Gemeinsam sind wir stärker: Ende 2013 führte Nordrhein-Westfalen den inklusiven Unterricht ein.
Gemeinsam sind wir stärker: Ende 2013 führte Nordrhein-Westfalen den inklusiven Unterricht ein.
Foto: dpa
Mehr als 50 Städte und Gemeinden aus Nordrhein-Westfalen haben Verfassungsbeschwerde eingelegt: Sie wehren sich gegen hohe Kosten bei der Umsetzung von Inklusion in Schulen.

52 Städte und Gemeinden in Nordrhein-Westfalen wehren sich mit einer Klage vor Gericht gegen die Kosten bei der Umsetzung der schulischen Inklusion. Sie haben beim Verfassungsgerichtshof des Landes Verfassungsbeschwerde gegen das Gesetz zur Umsetzung der UN-Behindertenrechtskonvention erhoben, gab das Gericht am Montag bekannt.

Das Land hatte Ende 2013 den inklusiven Unterricht, also das gemeinsame Lernen von behinderten und nicht behinderten Schülern, als Regelfall eingeführt. Die 52 Kommunen sehen durch das Gesetz ihr Recht auf kommunale Selbstverwaltung verletzt.
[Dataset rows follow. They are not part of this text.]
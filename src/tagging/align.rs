//! Character tags to token tags.

use super::{outside, ParsedTag, TagPosition, TagSet, INSIDE_PREFIX, OUTSIDE};
use crate::offset::TokenOffsets;

/// Maps character tag sets onto a token segmentation.
///
/// Stateless; all methods are associated functions.
#[derive(Debug, Clone, Copy, Default)]
pub struct TokenAligner;

impl TokenAligner {
    /// One tag set per traceable token.
    ///
    /// Token spans are half-open char ranges into the same window as
    /// `char_tags`. Tokens with a `None` span emit nothing.
    #[must_use]
    pub fn align(token_spans: &[Option<(usize, usize)>], char_tags: &[TagSet]) -> Vec<TagSet> {
        Self::align_indexed(token_spans, char_tags)
            .into_iter()
            .map(|(_, tags)| tags)
            .collect()
    }

    /// Like [`TokenAligner::align`], keeping each output's token index.
    #[must_use]
    pub fn align_indexed(
        token_spans: &[Option<(usize, usize)>],
        char_tags: &[TagSet],
    ) -> Vec<(usize, TagSet)> {
        token_spans
            .iter()
            .enumerate()
            .filter_map(|(idx, span)| {
                let (start, end) = (*span)?;
                let end = end.min(char_tags.len());
                let mut union = TagSet::new();
                if start < end {
                    for set in &char_tags[start..end] {
                        union.extend(set.iter().cloned());
                    }
                }
                Some((idx, Self::resolve(union)))
            })
            .collect()
    }

    /// Align against a [`TokenOffsets`] map.
    #[must_use]
    pub fn align_offsets(tokens: &TokenOffsets, char_tags: &[TagSet]) -> Vec<(usize, TagSet)> {
        Self::align_indexed(tokens.spans(), char_tags)
    }

    /// Apply the per-token cleanup rules to a unioned set.
    ///
    /// `O` is dropped next to any other tag; `I-T` is dropped next to `B-T`.
    /// An empty set becomes `{"O"}`.
    #[must_use]
    pub fn resolve(mut tags: TagSet) -> TagSet {
        if tags.len() > 1 {
            tags.remove(OUTSIDE);
        }
        let shadowed: Vec<String> = tags
            .iter()
            .map(|t| ParsedTag::parse(t))
            .filter(|p| p.position == TagPosition::Begin)
            .filter_map(|p| p.class)
            .map(|class| format!("{}{}", INSIDE_PREFIX, class))
            .collect();
        for tag in shadowed {
            tags.remove(&tag);
        }
        if tags.is_empty() {
            outside()
        } else {
            tags
        }
    }
}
Unter den klagenden Städten sind Hattingen, Geldern, Schwerte, Unna, Wermelskirchen, Jüchen und Langenberg.

Die Städte befürchten im kommenden Jahr weiter steigende Ausgaben vor allem im Personalbereich. „Es gibt unterschiedliche Auffassungen zwischen Land und Kommunen über die Auslegung der im vergangenen Jahr zwischen beiden Seiten getroffenen Vereinbarungen“, erklärt Eckhard Ruthemeyer, Präsident des Städte- und Gemeindebunds und Bürgermeister der Stadt Soest. Die Absprachen beträfen vor allem die Kosten für das Fachpersonal für Kinder mit Behinderungen an allgemeinen Schulen.

„Hier haben wir der Zusage des Landes vertraut, die Inklusionspauschale aufzustocken“, so Ruthemeyer. Das Land stehe aber auf dem Standpunkt, dass derzeit keine Anpassungen erforderlich seien. Ruthemeyer: „Wenn man sich in der Sache nicht verständigen kann, dann muss der Dissens notfalls durch die staatliche Gerichtsbarkeit entschieden werden.“

In den vergangenen Monaten häuften sich die Klagen von Eltern, Lehrern und Experten über die Umsetzung der Inklusion. An vielen Schulen fehlten Sonderpädagogen, um behinderte Kinder angemessen zu fördern. Lehrer klagen über zu große Lerngruppen, ungeeignete Klassenräume, fehlende Barrierefreiheit und unzureichende Fortbildungsangebote. Der Verband Bildung und Erziehung fordert 7000 zusätzliche Stellen für Sonderpädagogen, um eine Doppelbesetzung im Unterricht zu gewährleisten.

Das NRW-Schulministerium weist den Vorwurf unzureichender finanzieller Förderung zurück. „Das Land bleibt ein fairer und verlässlicher Partner der Kommunen“, betont Ministerin Sylvia Löhrmann (Grüne).